Silence ensued as all the men in the room gave thanks privately to the Lord, beginning their meeting. Williams felt led to speak, to reveal the knowledge that was given to him in confidence not long before. Emmanuel Jackson’s life was hanging in the balance, a man whom Williams had nearly considered a son. His crime was a secret amongst the congregation, even perhaps the elders knowledge that would incriminate his permanently in their minds. It was question of justice. God had put the Christian men in this world to show the right way. Certainly, a horrid crime had been committed against this minstrel person, two to be exact. But it gave him no right to take justice in his hands, to irrationally spew it about him, sending it in directions where the innocent lost their lives. That was the poison of anger, even justified anger. It oozed in directions far beyond the original reaches it was meted upon; it took over the man and became him in one swipe, taking its liberties in striking down whatever was in its path, more than willing to lay the blame on the host it fed on. He who knew all including the heart of Satan, knew what a parasite anger was, however justified.

Mark Timothy Haines was dead. Williams tried to feel sorry for the boy, but in his brief nineteen years, his criminal career had taken off like hellfire. His death was by no means Williams’ first encounter with him; just a year ago, Haines and his cronies vandalized three or four of the buildings on the street, one of them being the Covenant Church. He was a known cocaine dealer in the better areas, an infamous crack dealer where the living was harder. Once Williams himself had tried to preach to the boy, to tell him that Jesus was the better way. In return, Haines spit at him and told him he was a dirty nigger. Williams wanted to slap him; he’d felt the anger welling up in him, but he had done nothing. And Haines had seen Williams’ anger. It brought a smile to his face, evil belying innocence. It was the smile of the devil.

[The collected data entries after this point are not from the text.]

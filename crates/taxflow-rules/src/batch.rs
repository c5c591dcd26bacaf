use futures::future::join_all;
use serde::{Deserialize, Serialize};
use tracing::{info, warn};

use taxflow_core::record::Record;

use crate::report::ValidationReport;
use crate::workflow::TaxValidator;

/// One transaction to validate, with its optional per-item context.
#[derive(Debug, Clone, Default, Serialize, Deserialize)]
pub struct BatchItem {
    #[serde(alias = "tx")]
    pub subject: Record,
    #[serde(default, alias = "ctx")]
    pub context: Record,
}

#[derive(Debug, Clone, Default, Serialize, Deserialize)]
pub struct BatchRequest {
    #[serde(default)]
    pub items: Vec<BatchItem>,
}

/// Per-item result: a report, or the error that aborted the run.
#[derive(Debug, Clone, Serialize)]
pub struct BatchEntry {
    pub index: usize,
    #[serde(skip_serializing_if = "Option::is_none")]
    pub report: Option<ValidationReport>,
    #[serde(skip_serializing_if = "Option::is_none")]
    pub error: Option<String>,
}

impl BatchEntry {
    pub fn passed(&self) -> bool {
        self.report.as_ref().is_some_and(|r| r.passed)
    }
}

#[derive(Debug, Clone, Serialize)]
pub struct BatchReport {
    pub results: Vec<BatchEntry>,
    pub passed_count: usize,
    pub failed_count: usize,
}

/// Validate every item as an independent run.
///
/// Runs are synchronous, so each goes to the blocking pool; they share the
/// validator's graph read-only. Results keep the input order. Errored runs
/// count as failed.
pub async fn validate_batch(validator: &TaxValidator, items: Vec<BatchItem>) -> BatchReport {
    let total = items.len();
    let handles = items.into_iter().map(|item| {
        let validator = validator.clone();
        tokio::task::spawn_blocking(move || validator.validate(item.subject, item.context))
    });

    let results: Vec<BatchEntry> = join_all(handles)
        .await
        .into_iter()
        .enumerate()
        .map(|(index, joined)| match joined {
            Ok(Ok(report)) => BatchEntry {
                index,
                report: Some(report),
                error: None,
            },
            Ok(Err(e)) => {
                warn!(index, error = %e, "Batch item aborted");
                BatchEntry {
                    index,
                    report: None,
                    error: Some(e.to_string()),
                }
            }
            Err(e) => {
                warn!(index, error = %e, "Batch item task failed");
                BatchEntry {
                    index,
                    report: None,
                    error: Some(format!("task failed: {}", e)),
                }
            }
        })
        .collect();

    let passed_count = results.iter().filter(|r| r.passed()).count();
    info!(total, passed_count, "Batch validation complete");

    BatchReport {
        failed_count: results.len() - passed_count,
        passed_count,
        results,
    }
}
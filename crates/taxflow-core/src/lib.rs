pub mod config;
pub mod error;
pub mod outcome;
pub mod record;
pub mod state;
pub mod types;

pub use config::AppConfig;
pub use error::{Result, TaxflowError};
pub use outcome::{Detail, Outcome};
pub use record::Record;
pub use state::WorkflowState;
pub use types::*;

He had to choose, to tell, to not tell. The indecision would paralyze him. He could actually feel the Holy Spirit being sucked from him at that instant. Jesus, be with me, he prayed. Jesus, help me.

He found himself speaking, saying words he hadn’t planned to speak. All eyes were intent upon him, at first for breaking the interlude of silence, then for what was being said to them. They were learning they hired a murderer for their pastor. Williams read their expressions, a myriad of them. Anger. Indignance. Disbelief. Pity. Compassion. Such a variance of emotion expressed on these eleven men’s faces, a variance which Williams found himself was routinely subjected to. Once he allowed the news to settle in, he interjected his theory before anyone could protest why, when the black man was trying to eradicate the image of slum trash in the minds of the white power, had they entrusted their most to a killer who hadn’t even served time for the crime? He knew the question was in their minds, he could read it in their faces, he wanted to know the answer to the question himself. Its answer could wait. Now, justice had to be served. That was supremely more important.

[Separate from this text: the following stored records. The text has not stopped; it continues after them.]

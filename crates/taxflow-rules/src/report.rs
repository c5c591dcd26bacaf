use indexmap::IndexMap;
use serde::{Deserialize, Serialize};

use taxflow_core::outcome::Outcome;
use taxflow_core::state::WorkflowState;
use taxflow_core::types::{Message, StepId};

use crate::steps::{INVOICE_COMPARISON, LEGAL_MANDATORY_FIELDS, PLACE_OF_SUPPLY};

/// Caller-facing summary of a finished validation run.
#[derive(Debug, Clone, PartialEq, Serialize, Deserialize)]
pub struct ValidationReport {
    pub passed: bool,
    pub confidence: f64,
    #[serde(default)]
    pub missing_fields: Vec<String>,
    pub calc_tax: Option<f64>,
    pub supplier_tax: Option<f64>,
    pub rate: Option<f64>,
    pub region: Option<String>,
    #[serde(default, skip_serializing_if = "Option::is_none")]
    pub last_failed_step: Option<String>,
    #[serde(default)]
    pub trail: Vec<String>,
    #[serde(default)]
    pub messages: Vec<Message>,
    #[serde(default)]
    pub outcomes: IndexMap<StepId, Outcome>,
}

impl ValidationReport {
    /// Summarize a final state. The verdict is the invoice comparison's
    /// result; a run that never reached it did not pass.
    pub fn from_state(state: &WorkflowState) -> Self {
        let comparison = state.outcome(INVOICE_COMPARISON);
        let legal = state.outcome(LEGAL_MANDATORY_FIELDS);
        let pos = state.outcome(PLACE_OF_SUPPLY);

        let missing_fields = legal
            .and_then(|o| o.get("missing"))
            .and_then(|v| v.as_array())
            .map(|fields| {
                fields
                    .iter()
                    .filter_map(|f| f.as_str().map(str::to_string))
                    .collect()
            })
            .unwrap_or_default();

        Self {
            passed: comparison.is_some_and(Outcome::passed),
            confidence: state.confidence,
            missing_fields,
            calc_tax: comparison.and_then(|o| o.get_f64("calc_tax")),
            supplier_tax: comparison.and_then(|o| o.get_f64("supplier_tax")),
            rate: comparison.and_then(|o| o.get_f64("rate")),
            region: pos.and_then(|o| o.get_str("region")).map(str::to_string),
            last_failed_step: state.last_failed_step.as_ref().map(|s| s.to_string()),
            trail: state.trail_strings(),
            messages: state.messages.clone(),
            outcomes: state.outcomes.clone(),
        }
    }

    /// Plain-English summary of the verdict.
    pub fn explain(&self) -> String {
        let pct = (self.confidence * 100.0).round();
        if self.passed {
            return format!(
                "✅ Invoice passed all tax validations with {:.0}% confidence. Calculated tax {} matches supplier tax {}. All mandatory fields present.",
                pct,
                fmt_amount(self.calc_tax),
                fmt_amount(self.supplier_tax)
            );
        }

        let mut msg = format!("⚠️ Invoice failed validation with {:.0}% confidence.", pct);
        if !self.missing_fields.is_empty() {
            msg.push_str(&format!(
                " Missing mandatory fields: {}.",
                self.missing_fields.join(", ")
            ));
        }
        if let (Some(calc), Some(supplier)) = (self.calc_tax, self.supplier_tax) {
            if calc != 0.0 && supplier != 0.0 && calc != supplier {
                msg.push_str(&format!(
                    " Calculated tax ({:.2}) differs from supplier tax ({:.2}).",
                    calc, supplier
                ));
            }
        }
        msg
    }
}

fn fmt_amount(amount: Option<f64>) -> String {
    amount.map_or_else(|| "n/a".to_string(), |a| format!("{:.2}", a))
}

Emmanuel was a victim of vendetta. This mad had lost his family to him. He’d come upon him once again, and he was mad. Who could fully blame him? But it was a crime. And, he was a suspect in the killing of this young boy. Granted, Haines’ life wasn’t much to speak of, but even the evil had been given a right to a full life in which they could right their lives. No one had the right to take that away. And, this man stole the life of the righteous as well.

Others weren’t convinced. They weren’t as united in solidarity as Williams hoped they would be. He had thought they would all unite and fight for their fellow brother. They were thinking and intellectualizing what they just heard.

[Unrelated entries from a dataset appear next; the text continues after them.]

//! Tax compliance checks wired into the validation workflow.
//!
//! Most checks are placeholders that record a pass. The mandatory-field gate,
//! the place-of-supply classifier and the invoice comparison do real work.

use serde_json::json;

use taxflow_core::outcome::Outcome;
use taxflow_core::record::Record;
use taxflow_core::state::WorkflowState;

pub const REPORTING_ENTITY: &str = "1_reporting_entity";
pub const REPORTING_COUNTRY: &str = "2_reporting_country";
pub const LEGAL_MANDATORY_FIELDS: &str = "legal_mandatory_fields";
pub const TAXABILITY_ANALYSIS: &str = "3_taxability_analysis";
pub const PRODUCT_SERVICE_TAXABILITY: &str = "3a_product_service_taxability";
pub const GL_TAXABILITY: &str = "3b_gl_taxability";
pub const SUPPLIER_VAT_VERIFICATION: &str = "4_supplier_vat_verification";
pub const MASTER_DATA: &str = "4a_master_data";
pub const PLACE_OF_SUPPLY: &str = "5_place_of_supply";
pub const REVERSE_CHARGE_VERIFICATION: &str = "5a_reverse_charge_verification";
pub const EU_INTRACOMMUNITY: &str = "5b_eu_intracommunity";
pub const NON_EU_FOREIGN: &str = "5c_non_eu_foreign";
pub const RECOVERABILITY_RATE_BLOCK: &str = "6_recoverability_rate_block";
pub const VAT_RATE_VERIFICATION: &str = "6a_vat_rate_verification";
pub const VAT_RECOVERABILITY: &str = "6b_vat_recoverability";
pub const INVOICE_COMPARISON: &str = "7_invoice_comparison";
pub const FAILED_CONTROLS_HITL: &str = "8_failed_controls_hitl";

/// Fields the mandatory-field gate requires to be present and non-empty.
pub const REQUIRED_FIELDS: [&str; 5] = ["entity_id", "doc_date", "currency", "supplier_id", "net_amount"];

/// Subset of required fields remediation may fill from defaults.
pub const REMEDIABLE_FIELDS: [&str; 4] = ["doc_date", "currency", "supplier_id", "net_amount"];

pub const EU_MEMBER_STATES: [&str; 27] = [
    "AT", "BE", "BG", "HR", "CY", "CZ", "DK", "EE", "FI", "FR", "DE", "GR", "HU", "IE", "IT", "LV",
    "LT", "LU", "MT", "NL", "PL", "PT", "RO", "SK", "SI", "ES", "SE",
];

/// `state.vars` key written by the place-of-supply step.
pub const POS_REGION_VAR: &str = "pos_region";

pub const DEFAULT_TOLERANCE: f64 = 0.02;
pub const MATCH_CONFIDENCE: f64 = 0.98;
pub const MISMATCH_CONFIDENCE: f64 = 0.6;

/// A check that always passes.
pub fn stub(id: &'static str) -> impl Fn(WorkflowState) -> WorkflowState + Send + Sync {
    move |state| state.with_outcome(id, true)
}

/// Gate: every field in [`REQUIRED_FIELDS`] must be present.
pub fn legal_mandatory_fields(state: WorkflowState) -> WorkflowState {
    let missing: Vec<&str> = REQUIRED_FIELDS
        .iter()
        .copied()
        .filter(|field| !state.subject.is_present(field))
        .collect();
    let outcome = Outcome::gate(missing.is_empty(), json!({ "missing": missing }));
    state.with_outcome(LEGAL_MANDATORY_FIELDS, outcome)
}

/// Place-of-supply classification.
#[derive(Debug, Clone, Copy, PartialEq, Eq)]
pub enum Region {
    Domestic,
    Eu,
    NonEu,
}

impl Region {
    pub const LABELS: [&'static str; 3] = ["DOMESTIC", "EU", "NON_EU"];

    pub fn as_str(&self) -> &'static str {
        match self {
            Self::Domestic => "DOMESTIC",
            Self::Eu => "EU",
            Self::NonEu => "NON_EU",
        }
    }

    pub fn classify(ship_to: Option<&str>, supplier: Option<&str>) -> Self {
        let ship_to = ship_to.filter(|s| !s.is_empty());
        let supplier = supplier.filter(|s| !s.is_empty());
        let in_eu = |code: Option<&str>| code.is_some_and(|c| EU_MEMBER_STATES.contains(&c));

        match (ship_to, supplier) {
            (Some(a), Some(b)) if a == b => Self::Domestic,
            (a, b) if in_eu(a) && in_eu(b) => Self::Eu,
            _ => Self::NonEu,
        }
    }
}

/// Classify the supply and store the region for the region router.
pub fn place_of_supply(state: WorkflowState) -> WorkflowState {
    let region = Region::classify(
        state.subject.get_str("ship_to_country"),
        state.subject.get_str("supplier_country"),
    );
    let mut state = state;
    state.set_var(POS_REGION_VAR, json!(region.as_str()));
    state.with_outcome(PLACE_OF_SUPPLY, Outcome::data(json!({ "region": region.as_str() })))
}

/// Rate table used when the context carries none.
pub fn builtin_rate_table() -> Record {
    Record::from_value(json!({ "DE": 0.19 }))
}

fn round2(value: f64) -> f64 {
    (value * 100.0).round() / 100.0
}

/// Gate: recompute the tax from the net amount and compare it with the
/// supplier's figure within `context.tolerance`. Sets the run's confidence.
pub fn invoice_comparison(state: WorkflowState) -> WorkflowState {
    let mut state = state;
    let rate_table = state
        .context
        .get_record("rate_table")
        .unwrap_or_else(builtin_rate_table);
    let country = ["country", "reporting_country"]
        .into_iter()
        .find(|key| state.subject.is_present(key))
        .and_then(|key| state.subject.get_str(key));
    let rate = country.and_then(|c| rate_table.get_f64(c)).unwrap_or(0.0);

    let net = state.subject.get_f64("net_amount").unwrap_or(0.0);
    let calc_tax = round2(net * rate);
    let supplier_tax = round2(state.subject.get_f64("supplier_tax").unwrap_or(0.0));
    let tolerance = state.context.get_f64("tolerance").unwrap_or(DEFAULT_TOLERANCE);
    let mismatch = (calc_tax - supplier_tax).abs() > tolerance;

    let confidence = if mismatch { MISMATCH_CONFIDENCE } else { MATCH_CONFIDENCE };
    state.confidence = confidence;

    state.with_outcome(
        INVOICE_COMPARISON,
        Outcome::gate(
            !mismatch,
            json!({
                "calc_tax": calc_tax,
                "supplier_tax": supplier_tax,
                "rate": rate,
                "confidence": confidence,
            }),
        ),
    )
}

/// Values remediation falls back to when `context.defaults` lacks a field.
pub fn builtin_defaults(subject: &Record) -> Record {
    let country = subject
        .get_str("country")
        .filter(|c| !c.is_empty())
        .unwrap_or("DE")
        .to_string();
    let today = chrono::Local::now().date_naive().format("%Y-%m-%d").to_string();
    Record::from_value(json!({
        "doc_date": today,
        "currency": "EUR",
        "supplier_id": "SIM-SUP",
        "net_amount": 1000.0,
        "supplier_tax": 190.0,
        "ship_to_country": country,
        "supplier_country": country,
    }))
}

After much debate, they asked Williams what he expected them to do. And then he spoke his mind. Told them that they should stick up for a man who was a victim of circumstances. My God, he was at death’s door at a hospital.

The elders looked at one another, more explicitly, at the two white men and one Latino who had literally become white at this outburst. The reaction was a clear answer.

This was not a black church. He had been wrong to approach them this way. Twenty percent of the church was white. The three elders, at 32 and 34 years of age, were the youngest of the bunch, but they were still elders. And they were not black. Williams found himself momentarily embarrassed. Stumbling, he explained it would be added ammunition against a murderer. Knowing this story, there would be circumstantial evidence against this minstrel. He had a motive, big time.

Radcliffe, one of the white elders, shook his head. “How long ago did you say this crime happened?”

“Fifteen, sixteen years ago. I’m not really sure,” Williams admitted.

Radcliffe shook his head again. “It doesn’t make sense, that this man would suddenly take his revenge. Why now? Why so long?”

“Evil has no timetable,” Williams snapped, a little more harshly than he’d intended.

“I heard a rumor that he performed a miracle,” Eduardo Conchito put in. The sole Latino in the group, he stood out with his brittle staccato personality, fierce black eyes, and a mouth that he constantly scrunched up, matching the derision he usually mirrored. His skin color was that of cappuccino, perfectly centered between the whites and the blacks that he had to compete with for standing and power. Williams admitted only to himself that he was afraid of Conchito. It was rumored that his uncle had been a violent gang member, and was grooming his son for the business. Though death was something that Williams had no fear of and pain nothing that he was a stranger to, Williams was afraid nonetheless.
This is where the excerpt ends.